■ **Exercise instructions**:
State how many lines in the following entries hold the word "greater". The reply is that number only.

(Recorded data)

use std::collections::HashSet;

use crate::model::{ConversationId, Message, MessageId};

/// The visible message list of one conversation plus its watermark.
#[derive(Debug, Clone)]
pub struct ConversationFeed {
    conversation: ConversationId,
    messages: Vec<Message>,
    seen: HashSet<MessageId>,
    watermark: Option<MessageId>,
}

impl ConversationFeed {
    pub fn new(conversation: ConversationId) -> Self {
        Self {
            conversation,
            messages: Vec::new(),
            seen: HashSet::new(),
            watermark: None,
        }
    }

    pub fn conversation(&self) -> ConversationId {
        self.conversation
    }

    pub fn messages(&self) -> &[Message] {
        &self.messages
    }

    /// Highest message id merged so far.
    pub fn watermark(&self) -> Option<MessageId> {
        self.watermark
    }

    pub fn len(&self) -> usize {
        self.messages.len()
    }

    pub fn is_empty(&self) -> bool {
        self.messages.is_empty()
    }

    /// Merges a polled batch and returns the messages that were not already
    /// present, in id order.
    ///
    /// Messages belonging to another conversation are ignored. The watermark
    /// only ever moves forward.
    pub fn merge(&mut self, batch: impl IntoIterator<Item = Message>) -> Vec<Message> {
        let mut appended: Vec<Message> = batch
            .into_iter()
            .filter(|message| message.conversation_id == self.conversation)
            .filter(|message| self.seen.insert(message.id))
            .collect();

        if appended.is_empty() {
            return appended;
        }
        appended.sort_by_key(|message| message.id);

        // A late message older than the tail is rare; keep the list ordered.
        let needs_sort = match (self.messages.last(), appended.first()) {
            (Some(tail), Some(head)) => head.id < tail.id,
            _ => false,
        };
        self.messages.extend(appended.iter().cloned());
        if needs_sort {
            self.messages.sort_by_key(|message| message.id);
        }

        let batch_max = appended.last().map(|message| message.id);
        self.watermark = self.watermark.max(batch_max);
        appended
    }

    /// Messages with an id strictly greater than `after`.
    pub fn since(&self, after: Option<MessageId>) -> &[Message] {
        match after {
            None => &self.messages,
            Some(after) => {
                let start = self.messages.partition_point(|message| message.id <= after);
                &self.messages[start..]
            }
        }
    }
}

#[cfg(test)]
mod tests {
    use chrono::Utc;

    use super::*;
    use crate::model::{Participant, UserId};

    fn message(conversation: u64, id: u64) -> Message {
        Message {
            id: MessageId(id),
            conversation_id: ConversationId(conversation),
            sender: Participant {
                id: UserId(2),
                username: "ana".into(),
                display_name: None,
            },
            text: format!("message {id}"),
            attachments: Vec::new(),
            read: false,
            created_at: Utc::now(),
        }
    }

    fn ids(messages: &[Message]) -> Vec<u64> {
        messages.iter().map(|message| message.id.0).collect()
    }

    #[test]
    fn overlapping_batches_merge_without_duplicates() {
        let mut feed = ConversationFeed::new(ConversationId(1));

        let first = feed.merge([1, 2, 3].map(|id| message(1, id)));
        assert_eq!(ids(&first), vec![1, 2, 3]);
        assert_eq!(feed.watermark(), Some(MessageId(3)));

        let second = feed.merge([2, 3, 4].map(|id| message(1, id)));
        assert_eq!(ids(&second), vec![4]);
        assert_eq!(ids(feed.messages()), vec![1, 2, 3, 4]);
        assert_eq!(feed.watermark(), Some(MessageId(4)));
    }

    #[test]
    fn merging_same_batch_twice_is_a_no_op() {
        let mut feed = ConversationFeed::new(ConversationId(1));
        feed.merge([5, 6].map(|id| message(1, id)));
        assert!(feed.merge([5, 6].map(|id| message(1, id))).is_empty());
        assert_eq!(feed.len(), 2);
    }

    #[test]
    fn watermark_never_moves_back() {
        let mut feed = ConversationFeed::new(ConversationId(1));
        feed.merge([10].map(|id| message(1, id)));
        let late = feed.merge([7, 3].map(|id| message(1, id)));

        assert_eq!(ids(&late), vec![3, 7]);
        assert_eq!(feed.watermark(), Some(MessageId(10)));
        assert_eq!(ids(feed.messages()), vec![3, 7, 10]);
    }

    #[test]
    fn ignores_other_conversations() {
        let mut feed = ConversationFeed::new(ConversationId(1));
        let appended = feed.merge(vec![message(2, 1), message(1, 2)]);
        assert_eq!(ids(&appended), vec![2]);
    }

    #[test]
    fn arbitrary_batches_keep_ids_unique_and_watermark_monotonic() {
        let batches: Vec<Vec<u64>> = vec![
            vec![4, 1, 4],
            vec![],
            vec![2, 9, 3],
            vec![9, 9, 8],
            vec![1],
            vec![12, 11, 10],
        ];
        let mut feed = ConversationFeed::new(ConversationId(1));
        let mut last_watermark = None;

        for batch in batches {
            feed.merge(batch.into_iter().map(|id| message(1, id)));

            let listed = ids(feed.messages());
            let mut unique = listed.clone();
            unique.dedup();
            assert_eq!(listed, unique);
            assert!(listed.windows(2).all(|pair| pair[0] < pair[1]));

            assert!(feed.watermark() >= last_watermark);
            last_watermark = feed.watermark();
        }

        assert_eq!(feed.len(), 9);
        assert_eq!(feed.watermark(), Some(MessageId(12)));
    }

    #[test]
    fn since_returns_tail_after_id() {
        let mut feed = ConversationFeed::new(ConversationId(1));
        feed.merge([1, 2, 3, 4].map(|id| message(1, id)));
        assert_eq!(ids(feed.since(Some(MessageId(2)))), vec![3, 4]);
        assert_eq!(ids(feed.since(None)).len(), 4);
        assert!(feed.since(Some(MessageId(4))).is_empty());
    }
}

(End Recorded data)
(Recorded data)

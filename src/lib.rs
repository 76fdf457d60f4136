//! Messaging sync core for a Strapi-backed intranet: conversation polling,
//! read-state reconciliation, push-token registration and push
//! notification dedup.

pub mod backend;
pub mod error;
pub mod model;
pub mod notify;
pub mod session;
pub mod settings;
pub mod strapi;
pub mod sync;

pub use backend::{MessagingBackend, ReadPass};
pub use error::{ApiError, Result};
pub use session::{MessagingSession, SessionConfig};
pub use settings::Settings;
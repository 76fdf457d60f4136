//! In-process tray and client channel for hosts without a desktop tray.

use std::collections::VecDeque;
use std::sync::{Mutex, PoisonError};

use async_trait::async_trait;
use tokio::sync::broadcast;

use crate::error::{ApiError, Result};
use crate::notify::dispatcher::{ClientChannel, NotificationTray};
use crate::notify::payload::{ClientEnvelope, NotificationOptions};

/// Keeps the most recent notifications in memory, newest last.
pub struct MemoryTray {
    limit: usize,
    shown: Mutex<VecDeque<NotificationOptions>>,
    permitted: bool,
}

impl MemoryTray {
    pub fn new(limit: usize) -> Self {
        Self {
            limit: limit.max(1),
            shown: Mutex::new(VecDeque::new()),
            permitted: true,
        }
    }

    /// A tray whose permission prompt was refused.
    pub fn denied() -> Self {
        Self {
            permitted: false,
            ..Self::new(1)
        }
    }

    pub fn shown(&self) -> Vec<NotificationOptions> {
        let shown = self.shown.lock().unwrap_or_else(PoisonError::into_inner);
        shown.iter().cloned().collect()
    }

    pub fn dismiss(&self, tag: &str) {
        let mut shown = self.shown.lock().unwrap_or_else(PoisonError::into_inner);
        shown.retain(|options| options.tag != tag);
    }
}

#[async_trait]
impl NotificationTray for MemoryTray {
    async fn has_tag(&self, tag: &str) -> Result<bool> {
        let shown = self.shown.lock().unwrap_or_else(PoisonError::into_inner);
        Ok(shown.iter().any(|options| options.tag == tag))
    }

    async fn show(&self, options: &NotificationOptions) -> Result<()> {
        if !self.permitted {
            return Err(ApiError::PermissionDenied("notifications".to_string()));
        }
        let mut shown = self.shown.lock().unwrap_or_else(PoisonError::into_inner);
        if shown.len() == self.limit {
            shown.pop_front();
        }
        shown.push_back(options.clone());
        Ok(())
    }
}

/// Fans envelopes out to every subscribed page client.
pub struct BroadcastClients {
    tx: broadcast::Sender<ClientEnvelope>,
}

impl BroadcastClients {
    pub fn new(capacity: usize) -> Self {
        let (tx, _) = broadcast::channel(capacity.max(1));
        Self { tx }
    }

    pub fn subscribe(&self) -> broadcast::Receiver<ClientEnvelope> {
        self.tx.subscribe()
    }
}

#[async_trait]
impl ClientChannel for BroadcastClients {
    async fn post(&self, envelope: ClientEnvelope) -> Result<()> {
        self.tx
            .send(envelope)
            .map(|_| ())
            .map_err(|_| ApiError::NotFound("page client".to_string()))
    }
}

(End Recorded data)
(Recorded data)

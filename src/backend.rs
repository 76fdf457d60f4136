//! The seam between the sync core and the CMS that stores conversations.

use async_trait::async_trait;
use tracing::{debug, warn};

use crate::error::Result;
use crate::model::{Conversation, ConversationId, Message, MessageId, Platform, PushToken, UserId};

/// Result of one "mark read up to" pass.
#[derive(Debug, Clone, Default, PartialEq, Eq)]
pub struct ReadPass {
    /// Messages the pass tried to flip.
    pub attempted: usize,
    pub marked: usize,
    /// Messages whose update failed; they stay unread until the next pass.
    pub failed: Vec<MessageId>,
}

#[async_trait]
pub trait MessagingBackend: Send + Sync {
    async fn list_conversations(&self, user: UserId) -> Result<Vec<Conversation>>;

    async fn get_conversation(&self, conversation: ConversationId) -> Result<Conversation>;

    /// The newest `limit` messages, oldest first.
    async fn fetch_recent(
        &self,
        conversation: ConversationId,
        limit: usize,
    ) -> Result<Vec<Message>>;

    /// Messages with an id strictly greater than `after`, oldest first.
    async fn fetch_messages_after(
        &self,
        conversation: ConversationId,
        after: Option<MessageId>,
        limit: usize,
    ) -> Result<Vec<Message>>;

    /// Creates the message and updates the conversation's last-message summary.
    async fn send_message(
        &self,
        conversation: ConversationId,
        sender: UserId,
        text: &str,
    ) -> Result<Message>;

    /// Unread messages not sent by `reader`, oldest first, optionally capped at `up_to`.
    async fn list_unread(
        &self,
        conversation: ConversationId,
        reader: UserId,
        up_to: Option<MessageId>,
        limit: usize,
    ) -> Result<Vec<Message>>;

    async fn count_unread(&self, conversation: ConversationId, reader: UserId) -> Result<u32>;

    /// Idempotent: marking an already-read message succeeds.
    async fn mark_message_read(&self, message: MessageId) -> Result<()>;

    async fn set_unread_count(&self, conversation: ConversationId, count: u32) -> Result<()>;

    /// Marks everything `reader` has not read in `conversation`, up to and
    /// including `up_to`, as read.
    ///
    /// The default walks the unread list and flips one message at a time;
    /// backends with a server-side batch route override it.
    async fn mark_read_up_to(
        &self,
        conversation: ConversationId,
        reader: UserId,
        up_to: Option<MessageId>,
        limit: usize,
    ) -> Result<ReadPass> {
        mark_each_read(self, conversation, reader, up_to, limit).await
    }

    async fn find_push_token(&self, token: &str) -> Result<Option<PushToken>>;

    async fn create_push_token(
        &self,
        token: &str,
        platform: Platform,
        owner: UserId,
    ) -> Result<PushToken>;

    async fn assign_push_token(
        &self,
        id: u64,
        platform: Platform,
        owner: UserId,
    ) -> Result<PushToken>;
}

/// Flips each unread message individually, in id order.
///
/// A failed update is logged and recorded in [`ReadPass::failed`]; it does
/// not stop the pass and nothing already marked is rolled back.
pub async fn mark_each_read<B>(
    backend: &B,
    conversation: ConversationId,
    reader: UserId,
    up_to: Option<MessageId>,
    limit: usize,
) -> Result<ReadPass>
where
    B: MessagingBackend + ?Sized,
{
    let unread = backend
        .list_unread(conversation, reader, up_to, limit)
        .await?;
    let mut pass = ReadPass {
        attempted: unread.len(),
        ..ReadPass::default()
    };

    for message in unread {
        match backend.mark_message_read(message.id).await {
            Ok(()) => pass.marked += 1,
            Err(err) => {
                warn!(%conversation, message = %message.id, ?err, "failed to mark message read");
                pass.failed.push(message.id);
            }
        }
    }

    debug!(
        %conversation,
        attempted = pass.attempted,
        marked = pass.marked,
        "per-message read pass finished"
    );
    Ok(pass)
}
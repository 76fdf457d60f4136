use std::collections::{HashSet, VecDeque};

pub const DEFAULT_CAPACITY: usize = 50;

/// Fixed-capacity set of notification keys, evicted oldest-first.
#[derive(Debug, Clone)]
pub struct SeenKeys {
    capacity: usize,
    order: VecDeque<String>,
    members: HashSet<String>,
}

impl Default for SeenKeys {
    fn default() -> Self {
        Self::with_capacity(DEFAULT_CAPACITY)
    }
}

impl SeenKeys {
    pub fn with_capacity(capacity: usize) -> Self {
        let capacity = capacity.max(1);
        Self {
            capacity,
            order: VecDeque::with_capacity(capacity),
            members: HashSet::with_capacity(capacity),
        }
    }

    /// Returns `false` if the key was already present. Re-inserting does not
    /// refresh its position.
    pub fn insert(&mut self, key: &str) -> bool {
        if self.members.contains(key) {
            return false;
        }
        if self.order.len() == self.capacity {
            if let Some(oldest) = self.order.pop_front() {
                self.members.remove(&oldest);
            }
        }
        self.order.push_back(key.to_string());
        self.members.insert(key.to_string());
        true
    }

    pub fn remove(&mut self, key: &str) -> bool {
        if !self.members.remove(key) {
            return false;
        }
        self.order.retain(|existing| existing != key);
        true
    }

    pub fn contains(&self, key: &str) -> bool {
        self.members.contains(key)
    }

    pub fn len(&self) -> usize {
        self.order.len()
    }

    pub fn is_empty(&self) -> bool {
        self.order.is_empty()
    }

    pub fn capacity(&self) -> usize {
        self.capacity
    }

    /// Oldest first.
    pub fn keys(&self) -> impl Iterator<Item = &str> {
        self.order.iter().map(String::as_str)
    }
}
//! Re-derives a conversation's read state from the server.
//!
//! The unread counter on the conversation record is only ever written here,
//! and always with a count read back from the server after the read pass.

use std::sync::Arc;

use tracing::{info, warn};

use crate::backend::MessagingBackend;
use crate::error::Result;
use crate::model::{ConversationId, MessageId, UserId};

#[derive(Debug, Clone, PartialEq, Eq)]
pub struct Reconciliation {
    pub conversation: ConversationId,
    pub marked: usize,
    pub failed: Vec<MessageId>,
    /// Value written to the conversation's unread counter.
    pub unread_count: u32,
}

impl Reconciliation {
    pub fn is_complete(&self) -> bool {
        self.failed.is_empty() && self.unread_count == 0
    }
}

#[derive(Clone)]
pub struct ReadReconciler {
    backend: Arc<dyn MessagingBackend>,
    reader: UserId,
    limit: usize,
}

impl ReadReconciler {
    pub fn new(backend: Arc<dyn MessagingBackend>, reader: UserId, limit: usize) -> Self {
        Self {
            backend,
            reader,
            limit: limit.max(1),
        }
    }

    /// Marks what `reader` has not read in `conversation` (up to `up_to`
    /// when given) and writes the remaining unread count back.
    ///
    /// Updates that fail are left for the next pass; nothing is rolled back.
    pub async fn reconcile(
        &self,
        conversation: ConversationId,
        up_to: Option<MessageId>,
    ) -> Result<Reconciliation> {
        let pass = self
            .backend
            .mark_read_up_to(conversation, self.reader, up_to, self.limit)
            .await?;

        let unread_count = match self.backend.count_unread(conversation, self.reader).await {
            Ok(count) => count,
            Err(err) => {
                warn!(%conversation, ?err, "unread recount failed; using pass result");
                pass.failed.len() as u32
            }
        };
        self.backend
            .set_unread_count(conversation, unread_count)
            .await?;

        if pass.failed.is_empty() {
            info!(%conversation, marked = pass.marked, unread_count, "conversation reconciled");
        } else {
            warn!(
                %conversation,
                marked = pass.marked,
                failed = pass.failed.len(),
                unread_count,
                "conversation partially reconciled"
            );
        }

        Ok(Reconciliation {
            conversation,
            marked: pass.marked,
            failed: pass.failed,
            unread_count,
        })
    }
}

(End Recorded data)

■ **Problem solution**:
2